Articulation means movement. In speech, articulation is the process by which speech sounds are formed. The articulators are the movable speech organs, including the tongue, lips, jaw, velum, and pharynx. These organs, together with related tissues, comprise the vocal tract, or the resonating cavities of speech production that extend from the larynx (voice box) to the lips or nostrils. Human speech production is accomplished by the coordination of muscular actions in the respiratory, laryngeal, and vocal tract systems. Typically, the word articulation refers to the functions of the vocal tract, but speech production requires the action of all three systems. A full account of speech production would go beyond articulation to include such topics as intonation and emotional expression. Essentially, articulation is the means by which speech is formed to express language (see LANGUAGE PRODUCTION and LANGUAGE AND COMMUNICATION).

Articulation is a suitable topic for cognitive science for several reasons, but especially because it is (1) arguably the most precisely performed of human movements, (2) a serial behavior of exceptional complexity, (3) the most natural means of language expression in all communities except people with impairments of hearing, and (4) a uniquely human behavior linked to a variety of other accomplishments.

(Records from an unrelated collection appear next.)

//! Prometheus metrics middleware.
//!
//! Provides HTTP request/response metrics collection and export.

use axum::{
    body::Body,
    extract::MatchedPath,
    http::{header, Method, Request, StatusCode},
    middleware::Next,
    response::{IntoResponse, Response},
};
use metrics::{counter, histogram};
use metrics_exporter_prometheus::{BuildError, PrometheusBuilder, PrometheusHandle};
use std::sync::OnceLock;
use std::time::Instant;

static PROMETHEUS_HANDLE: OnceLock<PrometheusHandle> = OnceLock::new();

/// Middleware to record HTTP request metrics.
///
/// Records the following metrics:
/// - `http_requests_total`: Counter with labels (method, path, status)
/// - `http_request_duration_seconds`: Histogram with labels (method, path)
///
/// The path label is the route template (`/api/v1/mantras/:id`) so that ids
/// do not blow up label cardinality.
pub async fn metrics_middleware(req: Request<Body>, next: Next) -> Response {
    let start = Instant::now();
    let method = method_to_str(req.method());
    let path = req
        .extensions()
        .get::<MatchedPath>()
        .map(|p| p.as_str().to_string())
        .unwrap_or_else(|| "unmatched".to_string());

    let response = next.run(req).await;

    let duration = start.elapsed().as_secs_f64();
    let status = response.status().as_u16().to_string();

    counter!(
        "http_requests_total",
        "method" => method,
        "path" => path.clone(),
        "status" => status
    )
    .increment(1);

    histogram!(
        "http_request_duration_seconds",
        "method" => method,
        "path" => path
    )
    .record(duration);

    response
}

fn method_to_str(method: &Method) -> &'static str {
    match *method {
        Method::GET => "GET",
        Method::POST => "POST",
        Method::PUT => "PUT",
        Method::DELETE => "DELETE",
        Method::PATCH => "PATCH",
        Method::HEAD => "HEAD",
        Method::OPTIONS => "OPTIONS",
        _ => "OTHER",
    }
}

/// Counts a recorded page view.
pub fn record_mantra_view() {
    counter!("mantra_views_total").increment(1);
}

/// Counts a zero-result search, useful for spotting catalog gaps.
pub fn record_empty_search() {
    counter!("mantra_searches_empty_total").increment(1);
}

/// Handler for `/metrics`, Prometheus text format.
pub async fn metrics_handler() -> impl IntoResponse {
    match PROMETHEUS_HANDLE.get() {
        Some(handle) => (
            StatusCode::OK,
            [(header::CONTENT_TYPE, "text/plain; version=0.0.4")],
            handle.render(),
        ),
        None => (
            StatusCode::SERVICE_UNAVAILABLE,
            [(header::CONTENT_TYPE, "text/plain")],
            "Metrics not initialized".to_string(),
        ),
    }
}

/// Installs the global Prometheus recorder.
///
/// Calling it again is a no-op, which keeps tests that build several apps
/// in one process happy.
pub fn init_metrics() -> Result<(), BuildError> {
    if PROMETHEUS_HANDLE.get().is_some() {
        return Ok(());
    }

    let handle = PrometheusBuilder::new()
        .set_buckets(&[0.001, 0.005, 0.01, 0.05, 0.1, 0.2, 0.5, 1.0, 2.0, 5.0])?
        .install_recorder()?;

    if PROMETHEUS_HANDLE.set(handle).is_err() {
        tracing::debug!("Prometheus recorder raced with another initializer");
    }
    Ok(())
}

Ordinary conversational speech is produced at rates of five to ten syllables per second, or about twenty to thirty phonemes (sound units that distinguish words) per second. Individual speech sounds therefore have an average duration of approximately fifty milliseconds. This rapid rate has been emphasized in studies of speech perception because no other sound sequence can be perceived at comparable rates of presentation (Liberman et al. 1967). The rapid rate is impressive also from the perspective of production and the motor control processes it entails. Each sound must be uttered in the correct sequence, and each, in turn, requires the precise timing of the movements that distinguish it from other sounds. Although a given sound can be prototypically defined by its associated movements (e.g., closure of the lips and laryngeal vibrations for the b in boy), the actual pattern of movements varies with other sounds in the sequence to be produced (the phonetic context). Generally, articulatory movements overlap one another and can be mutually adjusted. At any one instant, the articulators may appear to be simultaneously adjusted to the requirements of two or more sounds. For example, the s sound in the word stew is typically produced with lip rounding, but the s sound in the word stay is not. The reason for this difference is that the s sound in the word stew anticipates the lip rounding required for the forthcoming rounded vowel. This phenomenon is called coarticulation and has been one of the most challenging issues in speech production theory. Coarticulation is not restricted to immediately adjacent sounds and may, in fact, extend over several segments and even cross syllable and word boundaries. The complex overlapping of articulatory movements has been the subject of considerable research, as summarized by Fowler and Saltzman (1993) and by Kent and Minifie (1977). Coarticulation is an obstacle to segmentation, or the demarcation of speech behavior into discrete units such as phonemes and words.

With the exception of SIGN LANGUAGES used by people who are deaf, speech is the primary means of communication in all human communities. Speech is therefore closely related to language (and to the auditory perception of language) and is often the only means by which a particular language can be studied, because the majority of the world's languages do not have a written form. Speech appears to be unique to humans (see ANIMAL COMMUNICATION). Because speech is harnessed to language, it is difficult or impossible to gain a deep understanding of speech apart from its linguistic service. As Fujimura (1990) observed, "While speech signals convey information other than linguistic codes, and the boundary between linguistic and extra- or paralinguistic issues may not be clearcut, there is no question that the primary goal of speech research is to understand the relation of the units and organization of linguistic forms to the properties of speech signals uttered and perceived under varying circumstances" (p. 244). The output of the phonological component of the grammar has often been assumed as the input to the system that regulates speech production (see PHONETICS and PHONOLOGY).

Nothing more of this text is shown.